とは言え、人生を揺るがすような大事件が起こらない限り歩く事は辞めないだろう。

 

 

 

 

 

 

 

 

数日前、フリッパーという40代のハイカーと出会った。

彼はハイカー特有のオープンマイドとユーモアを持ち合わせ、これまで数々のトレルイを歩いてきた実績が物語るオーラを身にまとうハイカーだった。

 

CDTが終わったらどうするの?」

 

こんな話はハイカー同士でよくする会話の代表例だ。

大概の答えは、

 

I dont know

Who knows

 

と返ってくることが多い。

皆終わってからのことを考えながら歩いているのだろう。

 

 

その答えが出ないままゴールを迎えたハイカー達は、次のトレイルへ向かっているようにも見える。

 

もしかすると、僕もその中の一人なのかもしれない。

 

 

 

 

 

そしてフリッパーの答えは、

 

「もう一度CDTを歩くよ!今度はメキシコスタートかな!」

 

ほんと歩くのが好きだね。と返すと、彼はニヤニヤしながら話を続けた。

 

なんと彼は、もう一度CDTを歩き終えるとトリプルトリプルクラウンなんだ!と嬉しそうに答える。

 

 

 

 

トリプルトリプルクラウンとは、、、

僕がこれまで歩いてきたPCTAT、そして今歩いているCDTを合わせた3本のトレイルを合わせてアメリカ3大トレイルと呼ばれ、その3つを歩き切ることをトリプルクラウンという。
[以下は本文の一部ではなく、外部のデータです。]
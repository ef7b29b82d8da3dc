//! # csvplate
//!
//! Generate text files from a CSV file and a template.
//!
//! A run loads the CSV into ordered records, compiles the template, and
//! then writes output in one of two modes, chosen by looking at `--out`:
//!
//! - **single file**: `--out` is a plain path (or empty for stdout). The
//!   template renders once with every record available as `rows`.
//! - **per row**: `--out` itself contains a template expression. For every
//!   record it renders to a file name, and the template renders into that
//!   file with the record's fields as variables.
//!
//! In per-row mode a destination that already exists is skipped and
//! counted rather than aborting the batch; the run still fails at the end
//! with the number of files not written.
//!
//! ```
//! use csvplate::{run_cli, Io};
//! use csvplate_input::MockStdin;
//!
//! let stdin = MockStdin::piped("Name\nAda\nGrace\n");
//! let (mut stdout, mut stderr) = (Vec::new(), Vec::new());
//! let mut io = Io {
//!     stdin: &stdin,
//!     stdout: &mut stdout,
//!     stderr: &mut stderr,
//!     color: false,
//! };
//!
//! let code = run_cli(
//!     ["csvplate", "-t", "{% for r in rows %}{{ r.Name }};{% endfor %}"],
//!     &mut io,
//! );
//! assert_eq!(code, 0);
//! assert_eq!(stdout, b"Ada;Grace;");
//! ```
//!
//! ## Modules
//!
//! - [`config`]: command line flags and validation
//! - [`dispatch`]: choosing the render mode
//! - [`render`]: single-file and per-row rendering
//! - [`sink`]: output destinations

pub mod app;
pub mod config;
pub mod dispatch;
mod error;
pub mod render;
pub mod sink;

pub use app::{run, run_cli, run_with_engine, Io};
pub use config::{Cli, Config};
pub use dispatch::{decide, RenderMode};
pub use error::{AppError, ConfigError};
pub use sink::{Destination, Output, SinkError};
いわゆる三冠王みたいなものだ。

 

日本では全く通用しない話ではあるが、アメリカのロングトレイルを歩くハイカーなら、一度は夢見る事だと思う。

 

 

そして、彼の言うトリプルトリプルクラウンはその3本を3回ずつ歩く事を意味する。

 

その総距離は38000kmにも及ぶ。

 

Crazy、、、

 

としか言いようがない。

 

 

 

 

 

 

なんでそんなに歩くの?

と質問をして返ってきた答えは、

 

FUN!!!

 

の一言だった。

 

 

 

 

 

 

心が弱っている今の僕にとってその言葉は、顔面にパイをぶつけられるようなダメージを与えた。

 

 

確かに僕が歩いているのは、「楽しいから」ではある。お金をもらって仕事として歩いているわけではない。お金と時間を使い楽しいものだと思い歩いてきた。

 

だが、やはり道のりは長く辛いものでもある。

雨の辛さ

雷の恐怖

太陽の暑さ

夜の寒さ

喉の渇き

肉体の疲労

孤独感

 

そんなものは常につきまとう。それでも、そんなものよりもはるかに心を動かされる瞬間や出会いがあるから、また次の一歩を踏み出せるわけだ。

 

 

 

 

 

だが今の僕には彼の笑顔が眩しく、直視することができなかった。

 

 

 

 

 

 

 

 

思い返してみれば、PCTでもATでも同じような心境になったことはあった。

 

 

そんな時いつも思い出す言葉がある。

 

「どんなに辛くても、その瞬間は人生の長さと比べるとチーズのかけらみたいなもんだよ」

 

これはPCTを歩いた2年前の20176月、大雪が降ったシエラにいよいよ入ろうという時、カナダのハイカーパトリックがかけてくれた言葉だ。

 

 

 

 

 

確かにその通りだ。

 

といつも言い聞かせて自分を励まし、

時には体に心を引っ張ってもらい

時には心が体を勇気付け

自分の中でなんとかバランスを保つようにしている。

 

 

 

 

 

そう、ただのチーズのかけらだ。

そして、僕はこの素晴らしく美しいロッキー山脈を歩きCDTの真上に立っている。

とにかく、無力で惨めな一歩かもしれないが、健気にその一歩を重ねるとしよう。